Nutritional status during lactation is a reserve when the mother is pregnant. If the mother fails to gain adequate weight during the last half of pregnancy, it will be more difficult to maintain weight while lactating.24 A positive correlation between MUAC during the third trimester of pregnancy and LF concentration in this study may imply that nutritional status during pregnancy affect the LF, but further study needed to describe the bio molecular explanation of this. A decrease in MUAC indicates a decrease in muscle mass, subcutaneous fat or both.13 Lipid metabolism will stimulate accumulation of fat reserves in early to mid-pregnancy, resulting in adipose tissue mobilisation at the end of pregnancy.25 Mothers who have inadequate reserves or suffer from PEM during pregnancy will have limited protein and fat storage. Given that LF is a globule protein, the LF content in human milk will also be small.

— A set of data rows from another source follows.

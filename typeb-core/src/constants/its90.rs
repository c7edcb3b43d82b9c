//! ITS-90 Reference Coefficients for Type B Thermocouples
//!
//! Both models are piecewise polynomials of degree 8 with two sub-ranges.
//! Tables are laid out `[degree][sub_range]`: row `i` holds the coefficient of
//! `x^i`, column 0 the low sub-range and column 1 the high sub-range.
//!
//! Source: NIST Monograph 175 / NIST ITS-90 Thermocouple Database

use crate::polynomial::SubRange;

/// Number of coefficients per sub-range (degree 0 through 8).
pub const TERMS: usize = 9;

/// Number of sub-ranges in each model.
pub const SUB_RANGES: usize = 2;

/// Index of the low sub-range column.
pub const LOW: usize = 0;

/// Index of the high sub-range column.
pub const HIGH: usize = 1;

// ===== INVERSE (mV → °C) =====

/// Inverse coefficients, given mV find °C.
///
/// Low: 0.291 to 2.431 mV (250 to 700°C), error ±0.03°C.
/// High: 2.431 to 13.820 mV (700 to 1820°C), error ±0.02°C.
pub const INVERSE_COEFFICIENTS: [[f64; SUB_RANGES]; TERMS] = [
    [ 9.8423321E+01,  2.1315071E+02],
    [ 6.9971500E+02,  2.8510504E+02],
    [-8.4765304E+02, -5.2742887E+01],
    [ 1.0052644E+03,  9.9160804E+00],
    [-8.3345952E+02, -1.2965303E+00],
    [ 4.5508542E+02,  1.1195870E-01],
    [-1.5523037E+02, -6.0625199E-03],
    [ 2.9886750E+01,  1.8661696E-04],
    [-2.4742860E+00, -2.4878585E-06],
];

/// Millivolt bounds of each inverse sub-range. Shared boundary at 2.431 mV.
pub const INVERSE_RANGES: [SubRange; SUB_RANGES] = [
    SubRange::new(0.291, 2.431),
    SubRange::new(2.431, 13.820),
];

// ===== DIRECT (°C → mV) =====

/// Direct coefficients, given °C find mV.
///
/// The low sub-range has only seven non-zero terms; the trailing zeros keep
/// both columns the same length.
pub const DIRECT_COEFFICIENTS: [[f64; SUB_RANGES]; TERMS] = [
    [ 0.000000000000E+00, -0.389381686210E+01],
    [-0.246508183460E-03,  0.285717474700E-01],
    [ 0.590404211710E-05, -0.848851047850E-04],
    [-0.132579316360E-08,  0.157852801640E-06],
    [ 0.156682919010E-11, -0.168353448640E-09],
    [-0.169445292400E-14,  0.111097940130E-12],
    [ 0.629903470940E-18, -0.445154310330E-16],
    [ 0.000000000000E+00,  0.989756408210E-20],
    [ 0.000000000000E+00, -0.937913302890E-24],
];

/// Celsius bounds of each direct sub-range. Shared boundary at 630.615°C.
pub const DIRECT_RANGES: [SubRange; SUB_RANGES] = [
    SubRange::new(0.000, 630.615),
    SubRange::new(630.615, 1820.000),
];
//! Type B thermocouple converter
//!
//! Converts between Type B EMF and temperature using the ITS-90 reference
//! polynomials:
//! - Inverse model: 0.291 to 13.820 mV → °C (≈250 to 1820°C)
//! - Direct model: 0 to 1820°C → mV, used for cold-junction compensation
//!
//! Two API flavors share the same tables:
//! - Unchecked methods return `f64` and report failures as [`RANGE_ERROR`]
//! - `try_*` methods return [`ConversionResult`] and propagate every failure

use crate::{
    constants::{
        its90::{
            DIRECT_COEFFICIENTS, DIRECT_RANGES, INVERSE_COEFFICIENTS, INVERSE_RANGES, SUB_RANGES,
            TERMS,
        },
        limits::{CELSIUS_MAX, CELSIUS_MIN, MV_MAX, MV_MIN, RANGE_ERROR},
    },
    errors::{ConversionError, ConversionResult, Quantity},
    polynomial::{PiecewisePolynomial, Selection},
    units::{celsius_to_fahrenheit, fahrenheit_to_celsius},
};

use super::utils;

/// Inverse model: mV → °C. On the shared 2.431 mV boundary the high range wins.
pub const INVERSE: PiecewisePolynomial<TERMS, SUB_RANGES> = PiecewisePolynomial::new(
    &INVERSE_COEFFICIENTS,
    &INVERSE_RANGES,
    Selection::LastContaining,
);

/// Direct model: °C → mV. On the shared 630.615°C boundary the low range wins.
pub const DIRECT: PiecewisePolynomial<TERMS, SUB_RANGES> = PiecewisePolynomial::new(
    &DIRECT_COEFFICIENTS,
    &DIRECT_RANGES,
    Selection::FirstContainingElseLast,
);

/// Type B thermocouple converter
///
/// Holds only the Fahrenheit domain limits, derived from the Celsius limits
/// when the converter is built. Every method takes `&self` and is pure, so one
/// instance can be shared between tasks.
#[derive(Debug, Clone, Copy, PartialEq)]
pub struct TypeB {
    /// Lowest accepted ambient temperature in °F
    f_min: f32,

    /// Highest accepted ambient temperature in °F
    f_max: f32,
}

impl Default for TypeB {
    fn default() -> Self {
        Self::new()
    }
}

impl TypeB {
    /// Create a converter
    pub fn new() -> Self {
        Self {
            f_max: celsius_to_fahrenheit(f64::from(CELSIUS_MAX)) as f32,
            f_min: celsius_to_fahrenheit(f64::from(CELSIUS_MIN)) as f32,
        }
    }

    /// Accepted ambient range in °F as `(min, max)`
    pub fn fahrenheit_limits(&self) -> (f32, f32) {
        (self.f_min, self.f_max)
    }

    // ----- domain checks -----

    /// Is `mv` inside the inverse model's domain?
    pub fn in_range_millivolts(&self, mv: f32) -> bool {
        utils::in_range(mv, MV_MIN, MV_MAX)
    }

    /// Is `celsius` inside the direct model's domain?
    pub fn in_range_celsius(&self, celsius: f32) -> bool {
        utils::in_range(celsius, CELSIUS_MIN, CELSIUS_MAX)
    }

    /// Is `fahrenheit` inside the direct model's domain?
    pub fn in_range_fahrenheit(&self, fahrenheit: f32) -> bool {
        utils::in_range(fahrenheit, self.f_min, self.f_max)
    }

    /// Inverse sub-range `mv` would be evaluated in, `None` outside the domain
    pub fn inverse_subrange(&self, mv: f32) -> Option<usize> {
        if !self.in_range_millivolts(mv) {
            return None;
        }
        INVERSE.select(mv)
    }

    /// Direct sub-range `celsius` would be evaluated in, `None` outside the domain
    pub fn direct_subrange(&self, celsius: f32) -> Option<usize> {
        if !self.in_range_celsius(celsius) {
            return None;
        }
        DIRECT.select(celsius)
    }

    // ----- checked API -----

    /// Absolute tip temperature in °C for a reading of `mv`
    pub fn try_temperature_celsius(&self, mv: f32) -> ConversionResult<f64> {
        let mv = utils::check_range(Quantity::Millivolts, mv, MV_MIN, MV_MAX)?;
        INVERSE
            .select_and_evaluate(mv)
            .ok_or(ConversionError::OutOfRange {
                quantity: Quantity::Millivolts,
                value: mv,
                min: MV_MIN,
                max: MV_MAX,
            })
    }

    /// Cold-junction compensated tip temperature in °C
    ///
    /// The EMF the cold junction would produce at `ambient_c` is added to the
    /// reading before inverting. An out-of-range ambient is reported as such
    /// rather than folded into the reading.
    pub fn try_temperature_celsius_compensated(
        &self,
        mv: f32,
        ambient_c: f32,
    ) -> ConversionResult<f64> {
        let mv_ambient = self.try_millivolts_from_celsius(ambient_c)?;
        self.try_temperature_celsius(mv + mv_ambient as f32)
    }

    /// Absolute tip temperature in °F
    pub fn try_temperature_fahrenheit(&self, mv: f32) -> ConversionResult<f64> {
        self.try_temperature_celsius(mv).map(celsius_to_fahrenheit)
    }

    /// Cold-junction compensated tip temperature in °F, ambient given in °F
    pub fn try_temperature_fahrenheit_compensated(
        &self,
        mv: f32,
        ambient_f: f32,
    ) -> ConversionResult<f64> {
        let ambient_f = utils::check_range(Quantity::Fahrenheit, ambient_f, self.f_min, self.f_max)?;
        let ambient_c = fahrenheit_to_celsius(f64::from(ambient_f)) as f32;
        self.try_temperature_celsius_compensated(mv, ambient_c)
            .map(celsius_to_fahrenheit)
    }

    /// EMF in mV a junction at `celsius` produces (reference junction at 0°C)
    pub fn try_millivolts_from_celsius(&self, celsius: f32) -> ConversionResult<f64> {
        let celsius = utils::check_range(Quantity::Celsius, celsius, CELSIUS_MIN, CELSIUS_MAX)?;
        DIRECT
            .select_and_evaluate(celsius)
            .ok_or(ConversionError::OutOfRange {
                quantity: Quantity::Celsius,
                value: celsius,
                min: CELSIUS_MIN,
                max: CELSIUS_MAX,
            })
    }

    /// EMF in mV a junction at `fahrenheit` produces
    pub fn try_millivolts_from_fahrenheit(&self, fahrenheit: f32) -> ConversionResult<f64> {
        let fahrenheit = utils::check_range(Quantity::Fahrenheit, fahrenheit, self.f_min, self.f_max)?;
        self.try_millivolts_from_celsius(fahrenheit_to_celsius(f64::from(fahrenheit)) as f32)
    }

    // ----- unchecked API -----
    //
    // Same results as the checked API for valid input, RANGE_ERROR otherwise.
    // The compensated variants keep their historical quirks, see each method.

    /// Absolute tip temperature in °C, or [`RANGE_ERROR`]
    pub fn temperature_celsius(&self, mv: f32) -> f64 {
        self.try_temperature_celsius(mv).unwrap_or(RANGE_ERROR)
    }

    /// Compensated tip temperature in °C, or [`RANGE_ERROR`]
    ///
    /// The ambient lookup result is not checked: an out-of-range ambient adds
    /// [`RANGE_ERROR`] to the reading, which then fails the millivolt check
    /// and yields [`RANGE_ERROR`] again. Use
    /// [`try_temperature_celsius_compensated`](Self::try_temperature_celsius_compensated)
    /// to learn which input was rejected.
    pub fn temperature_celsius_compensated(&self, mv: f32, ambient_c: f32) -> f64 {
        let mv_ambient = self.millivolts_from_celsius(ambient_c);
        self.temperature_celsius(mv + mv_ambient as f32)
    }

    /// Absolute tip temperature in °F, or [`RANGE_ERROR`] unconverted
    pub fn temperature_fahrenheit(&self, mv: f32) -> f64 {
        let celsius = self.temperature_celsius(mv);
        if celsius == RANGE_ERROR {
            return RANGE_ERROR;
        }
        celsius_to_fahrenheit(celsius)
    }

    /// Compensated tip temperature in °F, ambient given in °F
    ///
    /// Unlike [`temperature_fahrenheit`](Self::temperature_fahrenheit) the
    /// sentinel is not checked before conversion, so a failure comes back as
    /// `celsius_to_fahrenheit(RANGE_ERROR)` rather than [`RANGE_ERROR`].
    pub fn temperature_fahrenheit_compensated(&self, mv: f32, ambient_f: f32) -> f64 {
        let ambient_c = fahrenheit_to_celsius(f64::from(ambient_f)) as f32;
        celsius_to_fahrenheit(self.temperature_celsius_compensated(mv, ambient_c))
    }

    /// EMF in mV for a junction at `celsius`, or [`RANGE_ERROR`]
    pub fn millivolts_from_celsius(&self, celsius: f32) -> f64 {
        self.try_millivolts_from_celsius(celsius).unwrap_or(RANGE_ERROR)
    }

    /// EMF in mV for a junction at `fahrenheit`, or [`RANGE_ERROR`]
    pub fn millivolts_from_fahrenheit(&self, fahrenheit: f32) -> f64 {
        self.try_millivolts_from_fahrenheit(fahrenheit).unwrap_or(RANGE_ERROR)
    }
}
// Logging goes to `log` on std builds and to `defmt` on embedded builds.
// With neither backend enabled the macros expand to nothing.

#[cfg(feature = "log")]
macro_rules! log_warn {
    ($($arg:tt)*) => { log::warn!($($arg)*) };
}

#[cfg(all(feature = "defmt", not(feature = "log")))]
macro_rules! log_warn {
    ($($arg:tt)*) => { defmt::warn!($($arg)*) };
}

#[cfg(not(any(feature = "log", feature = "defmt")))]
macro_rules! log_warn {
    ($($arg:tt)*) => {};
}

#[cfg(feature = "log")]
macro_rules! log_trace {
    ($($arg:tt)*) => { log::trace!($($arg)*) };
}

#[cfg(all(feature = "defmt", not(feature = "log")))]
macro_rules! log_trace {
    ($($arg:tt)*) => { defmt::trace!($($arg)*) };
}

#[cfg(not(any(feature = "log", feature = "defmt")))]
macro_rules! log_trace {
    ($($arg:tt)*) => {};
}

With respect to iron homeostasis during pregnancy, since iron is main mineral of LF, unmet needs during pregnancy will have an adverse effect during lactation period.14,25 However, this study could not reveal a significant correlation between haemoglobin concentration at third trimester of pregnancy and LF concentration. As mentioned earlier, the relationship between iron status in mothers and LF concentration from previous studies shows inconsistent results. Thus, further investigation is needed regarding other factors that can affect LF in human milk, such as fulfilment of dietary intake requirement during pregnancy. The results obtained in this study need to be confirmed by further research to see the consistency of the results.
Conclusion
Better MUAC in the third trimester of pregnancy was found to be significantly correlated with LF concentration in human milk. As consistent with other studies, LF concentration was decreased further along with lactation stages. The findings of this study can be used as insight and input for the first 1000 days’ life-saving program that was adopted by Indonesia since December 2011, that prevention of malnutrition from pregnancy to lactation period will improve the quality of human milk, and positively affect infant health.
Acknowledgements
Appreciation goes to Directorate of Community Nutrition from Ministry of Health, Republic of Indonesia, for the financial support. The researchers were grateful for the collaboration of the Head and staff of Kedungmundu, Bangetayu, and the Genuk Primary Health Centre; all enumerators; trained enumerators who collected milk samples in the field; Prodia laboratory staff and all the subjects of this study.
Funding Sources
This work was supported by the Directorate of Community Nutrition from Ministry of Health, Republic of Indonesia with a grant number HK.03.01/V/365/2017.
Conflict of Interest
All authors do not have conflict of interest in regard to this research or its funding.